(Records from a data collection)

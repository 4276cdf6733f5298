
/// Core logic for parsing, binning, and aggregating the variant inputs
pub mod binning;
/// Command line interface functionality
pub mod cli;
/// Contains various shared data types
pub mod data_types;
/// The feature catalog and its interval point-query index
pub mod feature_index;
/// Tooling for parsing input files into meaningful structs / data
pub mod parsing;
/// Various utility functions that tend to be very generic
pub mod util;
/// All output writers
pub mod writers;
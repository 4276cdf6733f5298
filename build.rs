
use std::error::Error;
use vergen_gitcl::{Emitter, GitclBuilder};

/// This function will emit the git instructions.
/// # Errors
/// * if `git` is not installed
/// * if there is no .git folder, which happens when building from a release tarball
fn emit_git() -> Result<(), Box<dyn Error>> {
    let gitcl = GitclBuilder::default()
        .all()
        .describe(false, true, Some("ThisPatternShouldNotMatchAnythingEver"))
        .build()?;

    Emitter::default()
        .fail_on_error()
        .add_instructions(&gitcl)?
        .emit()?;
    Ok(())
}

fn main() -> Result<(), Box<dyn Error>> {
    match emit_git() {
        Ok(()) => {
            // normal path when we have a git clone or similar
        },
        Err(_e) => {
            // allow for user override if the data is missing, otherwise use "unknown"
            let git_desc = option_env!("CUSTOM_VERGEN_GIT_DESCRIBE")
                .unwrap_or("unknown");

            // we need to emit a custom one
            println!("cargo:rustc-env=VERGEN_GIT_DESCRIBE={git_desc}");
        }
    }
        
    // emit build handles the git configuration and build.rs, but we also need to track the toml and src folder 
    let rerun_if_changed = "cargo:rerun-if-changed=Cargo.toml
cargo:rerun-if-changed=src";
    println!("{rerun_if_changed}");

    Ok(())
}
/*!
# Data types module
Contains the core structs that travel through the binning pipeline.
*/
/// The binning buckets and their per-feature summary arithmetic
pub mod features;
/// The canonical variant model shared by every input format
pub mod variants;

...

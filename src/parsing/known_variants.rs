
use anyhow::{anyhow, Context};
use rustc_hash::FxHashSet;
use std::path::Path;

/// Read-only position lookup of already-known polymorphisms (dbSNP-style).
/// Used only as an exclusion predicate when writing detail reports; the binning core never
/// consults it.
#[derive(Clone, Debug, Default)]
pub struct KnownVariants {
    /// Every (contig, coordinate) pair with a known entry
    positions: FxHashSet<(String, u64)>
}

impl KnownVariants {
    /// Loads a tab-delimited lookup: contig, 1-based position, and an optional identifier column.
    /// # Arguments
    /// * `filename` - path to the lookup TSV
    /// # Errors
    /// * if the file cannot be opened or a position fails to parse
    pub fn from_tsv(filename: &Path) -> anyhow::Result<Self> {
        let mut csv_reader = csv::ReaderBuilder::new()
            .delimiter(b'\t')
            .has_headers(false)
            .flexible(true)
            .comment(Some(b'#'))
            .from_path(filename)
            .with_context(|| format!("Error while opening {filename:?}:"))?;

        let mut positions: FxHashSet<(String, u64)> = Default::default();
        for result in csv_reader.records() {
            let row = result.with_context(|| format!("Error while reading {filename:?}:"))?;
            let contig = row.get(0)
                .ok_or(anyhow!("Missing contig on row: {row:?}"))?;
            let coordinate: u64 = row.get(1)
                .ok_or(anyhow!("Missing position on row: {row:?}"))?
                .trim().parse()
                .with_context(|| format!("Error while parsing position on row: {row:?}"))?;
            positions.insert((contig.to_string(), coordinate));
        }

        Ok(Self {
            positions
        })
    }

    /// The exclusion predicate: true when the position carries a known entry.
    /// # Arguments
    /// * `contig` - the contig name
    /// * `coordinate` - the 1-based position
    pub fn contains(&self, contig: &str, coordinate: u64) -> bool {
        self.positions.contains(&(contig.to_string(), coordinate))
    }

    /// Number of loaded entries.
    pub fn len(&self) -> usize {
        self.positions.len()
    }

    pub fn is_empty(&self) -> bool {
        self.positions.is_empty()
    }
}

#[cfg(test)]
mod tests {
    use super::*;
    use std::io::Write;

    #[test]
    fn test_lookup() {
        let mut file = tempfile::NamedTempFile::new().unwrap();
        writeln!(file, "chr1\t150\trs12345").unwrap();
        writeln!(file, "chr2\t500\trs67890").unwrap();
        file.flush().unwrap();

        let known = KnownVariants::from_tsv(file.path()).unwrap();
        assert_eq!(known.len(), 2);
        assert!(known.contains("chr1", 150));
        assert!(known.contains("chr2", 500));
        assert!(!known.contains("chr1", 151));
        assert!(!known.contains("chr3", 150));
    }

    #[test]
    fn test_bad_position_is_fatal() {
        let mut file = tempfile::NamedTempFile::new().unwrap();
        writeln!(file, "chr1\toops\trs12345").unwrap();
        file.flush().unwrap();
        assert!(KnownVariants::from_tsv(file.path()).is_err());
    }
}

### What the task asks
Check each line of the entries above for the word "false". List the ones that have it.

### Answer section
        .describe(false, true, Some("ThisPatternShouldNotMatchAnythingEver"))
            .has_headers(false)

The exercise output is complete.